Other than its atmosphere, we don’t know much yet about what GJ 1132 b is like, but evidence shows its crust is probably very thin, maybe only hundreds of feet in thickness. That’s too thin for volcanoes as we know them, but the surface may also be cracked like an eggshell, another similarity to Europa. The hydrogen and other gases could then still be released to the surface in that manner, escaping from the mantle deep below.

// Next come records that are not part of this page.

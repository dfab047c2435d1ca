//! Per-item price resolution with source fallback and quote caching.
//!
//! The resolver owns the order of attempts: preferred source first, the
//! alternate source exactly once when the preferred one yields nothing. The
//! outcome is cached either way, so an item with no quote anywhere is not
//! re-asked until its cache entry expires.

use std::sync::Arc;
use std::time::Duration;

use chrono::Utc;
use tracing::debug;

use crate::cache::{QuoteCache, QuoteKey};
use crate::catalog::{find_entry, CatalogCache};
use crate::clients::DirectQuoteClient;
use crate::types::{InventoryItem, PriceSource, ResolvedQuote};
use crate::utils::normalize_name;

pub struct PriceResolver {
    direct: Arc<dyn DirectQuoteClient>,
    catalogs: Arc<CatalogCache>,
    /// Which registered catalog backs `PriceSource::Catalog`.
    catalog_marketplace: String,
    quote_cache: QuoteCache,
    quote_ttl: Duration,
}

impl PriceResolver {
    pub fn new(
        direct: Arc<dyn DirectQuoteClient>,
        catalogs: Arc<CatalogCache>,
        catalog_marketplace: impl Into<String>,
        quote_ttl: Duration,
    ) -> Self {
        Self {
            direct,
            catalogs,
            catalog_marketplace: catalog_marketplace.into(),
            quote_cache: QuoteCache::new(),
            quote_ttl,
        }
    }

    fn quote_key(&self, item: &InventoryItem) -> QuoteKey {
        (item.preferred_source, normalize_name(&item.name))
    }

    /// Cache-only lookup, no upstream traffic. Lets batch callers skip the
    /// concurrency gate for items that are already resolved.
    pub fn cached_quote(&self, item: &InventoryItem) -> Option<ResolvedQuote> {
        self.quote_cache.get(&self.quote_key(item))
    }

    /// Resolve a current price for one item. Preferred source first, then
    /// the alternate source once. The result, priced or not, is cached under
    /// the item's preferred source and normalized name.
    pub async fn resolve(&self, item: &InventoryItem) -> ResolvedQuote {
        let key = self.quote_key(item);
        if let Some(hit) = self.quote_cache.get(&key) {
            debug!("quote cache hit for {:?}", item.name);
            return hit;
        }

        let preferred = item.preferred_source;
        let mut source = preferred;
        let mut price = self.try_source(preferred, &item.name).await;

        if price.is_none() {
            let fallback = preferred.fallback();
            debug!(
                "{} yielded no quote for {:?}, trying {}",
                preferred, item.name, fallback
            );
            price = self.try_source(fallback, &item.name).await;
            if price.is_some() {
                source = fallback;
            }
            // On a total miss `source` stays at the preferred one.
        }

        let quote = ResolvedQuote {
            item_name: item.name.clone(),
            source,
            current_price: price,
            observed_at: Utc::now(),
        };
        self.quote_cache.insert(key, quote.clone(), self.quote_ttl);
        quote
    }

    async fn try_source(&self, source: PriceSource, item_name: &str) -> Option<f64> {
        match source {
            PriceSource::Direct => match self.direct.quote(item_name).await {
                Ok(price) => price,
                Err(e) => {
                    // A failed call is a soft miss; the fallback still runs.
                    debug!("direct quote for {:?} failed: {e}", item_name);
                    None
                }
            },
            PriceSource::Catalog => {
                let catalog = self.catalogs.get_catalog(&self.catalog_marketplace).await;
                find_entry(&catalog, item_name).and_then(|entry| entry.price())
            }
        }
    }
}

Learning more about this fascinating world will require follow-up observations from new telescopes like the upcoming James Webb Space Telescope. Swain said:
This atmosphere, if it’s thin – meaning if it has a surface pressure similar to Earth – probably means you can see right down to the ground at infrared wavelengths. That means that if astronomers use the James Webb Space Telescope to observe this planet, there’s a possibility that they will see not the spectrum of the atmosphere, but rather the spectrum of the surface. And if there are magma pools or volcanism going on, those areas will be hotter. That will generate more emission, and so they’ll potentially be looking at the actual geological activity, which is exciting!
Rimmer added:
This result is significant because it gives exoplanet scientists a way to figure out something about a planet’s geology from its atmosphere. It is also important for understanding where the rocky planets in our own solar system, Mercury, Venus, Earth and Mars, fit into the bigger picture of comparative planetology, in terms of the availability of hydrogen versus oxygen in the atmosphere.
Other recent findings suggest that, contrary to previous theories, not all super-Earth planets – worlds larger than Earth but smaller than Neptune – started off as sub-Neptunes. Instead, they formed as, and remained, rocky worlds. Others, like GJ 1132 b, did begin their lives as sub-Neptunes, but later became super-Earth worlds, or even Earth-sized planets, as in the case of GJ 1132 b. According to current observations, about 30%-50% of stars have super-Earths or sub-Neptunes orbiting them. It will be interesting to see how many other Earth-sized or super-Earth exoplanets are found to have secondary atmospheres as well.
Bottom line: For the first time, scientists have found evidence for a secondary atmosphere on an exoplanet, created by volcanism beneath the surface.